In a piston filtration system, every movement of the piston comes with a change in pressure.
Filtration systems are often designed for very specific processes. If the customer’s materials or their characteristics change, adaptations must be made to get the same good results. Parameters that work very well for one material can be a bad fit for another one. This also applies to pressure fluctuations. Constant pressure at the extrusion die or pelletizing system is one of the most important parameters in a polymer processing system. Only a uniform, constant polymer flow will result in uniform product.
In a piston filtration system, every movement of the piston comes with a change in pressure. Generally, this is not an issue and can be controlled in small ranges by the settings. But if these pressure fluctuations are too large, the product can be compromised by, for example, tears in film, thin spots in sheet, or pellets of irregular shape and size.

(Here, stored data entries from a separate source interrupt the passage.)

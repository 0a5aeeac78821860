use payloads::responses::{ProviderStatus, SearchHit, SearchResponse};
use payloads::{
    ClientError, MovieDetails, MovieId, RawRecord, SearchQuery,
    filter_movie_details, page_count,
};
use serde_json::json;

fn record(value: serde_json::Value) -> RawRecord {
    match value {
        serde_json::Value::Object(map) => map,
        _ => panic!("test record must be a JSON object"),
    }
}

fn hit(title: &str, id: &str) -> SearchHit {
    SearchHit {
        title: title.to_string(),
        year: Some("2010".to_string()),
        imdb_id: id.to_string(),
        kind: Some("movie".to_string()),
        poster: Some("N/A".to_string()),
    }
}

#[test]
fn test_details_keys_are_renamed() {
    let raw = record(json!({ "Title": "Test Movie", "Year": "2023" }));

    let details = filter_movie_details(&raw);

    assert_eq!(details.title.as_deref(), Some("Test Movie"));
    assert_eq!(details.year.as_deref(), Some("2023"));
    assert_eq!(
        serde_json::to_value(&details).unwrap(),
        json!({ "title": "Test Movie", "year": "2023" })
    );
}

#[test]
fn test_unlisted_and_placeholder_fields_are_dropped() {
    let raw = record(json!({
        "Title": "Inception",
        "imdbRating": "8.8",
        "Awards": "N/A",
        "Ratings": [{ "Source": "Internet Movie Database", "Value": "8.8/10" }],
        "Metascore": 74,
        "Response": "True",
        "imdbID": "tt1375666",
    }));

    let details = filter_movie_details(&raw);

    assert_eq!(
        serde_json::to_value(&details).unwrap(),
        json!({ "title": "Inception", "rating": "8.8" })
    );
}

#[test]
fn test_empty_record_shapes_to_empty_object() {
    let details = filter_movie_details(&RawRecord::new());

    assert!(details.is_empty());
    assert_eq!(serde_json::to_string(&details).unwrap(), "{}");
}

#[test]
fn test_display_rows_follow_panel_order() {
    let details = MovieDetails {
        title: Some("Inception".into()),
        plot: Some("A thief who steals corporate secrets.".into()),
        year: Some("2010".into()),
        director: Some("Christopher Nolan".into()),
        ..Default::default()
    };

    let labels: Vec<&str> =
        details.display_rows().into_iter().map(|(label, _)| label).collect();

    assert_eq!(labels, vec!["Year", "Director", "Plot"]);
}

#[test]
fn test_page_count_rounds_up() {
    assert_eq!(page_count(0), 0);
    assert_eq!(page_count(1), 1);
    assert_eq!(page_count(10), 1);
    assert_eq!(page_count(11), 2);
    assert_eq!(page_count(25), 3);
}

#[test]
fn test_search_query_pages_are_one_based() {
    let query = SearchQuery::new("Inception");
    assert_eq!(query.page, 1);
    assert_eq!(query.with_page(0).page, 1);
    assert_eq!(query.at_selected_page(0).page, 1);
    assert_eq!(query.at_selected_page(2).page, 3);
    assert_eq!(query.at_selected_page(2).text, "Inception");
}

#[test]
fn test_blank_search_query_is_empty() {
    assert!(SearchQuery::default().is_empty());
    assert!(SearchQuery::new("   ").is_empty());
    assert!(!SearchQuery::new("Alien").is_empty());
}

#[test]
fn test_found_response_becomes_page() -> anyhow::Result<()> {
    let body: SearchResponse = serde_json::from_value(json!({
        "Search": [
            { "Title": "Inception", "Year": "2010", "imdbID": "tt1375666",
              "Type": "movie", "Poster": "https://example.com/inception.jpg" }
        ],
        "totalResults": "1",
        "Response": "True"
    }))?;

    let page = body.into_page()?;

    assert_eq!(page.page_count, 1);
    assert_eq!(page.results.len(), 1);
    assert_eq!(page.results[0].id, MovieId::new("tt1375666"));
    assert_eq!(page.results[0].title, "Inception");
    assert_eq!(
        page.results[0].poster.as_deref(),
        Some("https://example.com/inception.jpg")
    );
    Ok(())
}

#[test]
fn test_total_results_drive_page_count() -> anyhow::Result<()> {
    let body = SearchResponse::found(vec![hit("Inception", "tt1375666")], 12);

    let page = body.into_page()?;

    assert_eq!(page.page_count, 2);
    assert_eq!(page.results[0].poster, None);
    Ok(())
}

#[test]
fn test_not_found_response_is_empty_page() -> anyhow::Result<()> {
    let body: SearchResponse = serde_json::from_value(json!({
        "Response": "False",
        "Error": "Movie not found!"
    }))?;
    assert_eq!(body.response, ProviderStatus::False);

    let page = body.into_page()?;

    assert!(page.is_empty());
    assert_eq!(page.page_count, 0);
    Ok(())
}

#[test]
fn test_other_provider_failures_are_errors() -> anyhow::Result<()> {
    let body: SearchResponse = serde_json::from_value(json!({
        "Response": "False",
        "Error": "Too many results."
    }))?;

    match body.into_page() {
        Err(ClientError::Provider(message)) => {
            assert_eq!(message, "Too many results.")
        }
        other => panic!("expected provider error, got {other:?}"),
    }
    Ok(())
}

#[test]
fn test_record_failure_reads_error_text() {
    let failed = record(json!({
        "Response": "False",
        "Error": "Incorrect IMDb ID."
    }));
    let found = record(json!({ "Title": "Alien", "Response": "True" }));

    assert_eq!(
        payloads::responses::record_failure(&failed).as_deref(),
        Some("Incorrect IMDb ID.")
    );
    assert_eq!(payloads::responses::record_failure(&found), None);
}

In a well-adjusted system, where the piston movements for backflush and venting stops are set according to the process conditions, these fluctuations are kept to a minimum.
So, what can you do if pressure fluctuations occur nevertheless? Let’s examine some solutions looking at the key process variables:
Material: During troubleshooting it is always good to start at the beginning—in this case with the material. Is it lumpy, or damp? Lumpy materials are very hard to meter, so that uneven polymer flow already starts at the extruder. Damp materials not only tend to get lumpy, but also the residual moisture can have a viscosity-reducing effect.
Leakage: As a second step, perform a visual check of the equipment. Are there any obvious leakages? The processing line is usually a sealed system to keep the polymer flow nice and even. If material escapes the system through leakages, pressure fluctuations are likely.
Leakages can be caused by insufficiently tightened adapter bolts. Due to thermal expansion, you must retighten the screws after the screen changer is heated up to operating temperature.
In normal operation, melt flow (shown in red) is subdivided into four paths, one through each of the four screen cavities.
In normal operation, melt flow paths are reunited after melt filtration. As contaminants are deposited on the screen packs, there is an increase in differential pressure, resulting in an increase in flow resistance.
On the other hand, screws that are too tight can be the problem. If the system is under too much tension, the alignment of the single components can be compromised, and leakages might develop.
Temperature: Check if the polymer process temperature is too high. This usually leads to a lower viscosity, for which the equipment and the sealing system might not be designed. Lowering the process temperature can solve this problem. In this context, it can also be beneficial to check the temperature sensors. If they don’t work properly the system can overheat, without your recognizing it. Low temperatures can also be the reason for pressure fluctuations. Check the surrounding conditions. Is there any draft that cools down the machine?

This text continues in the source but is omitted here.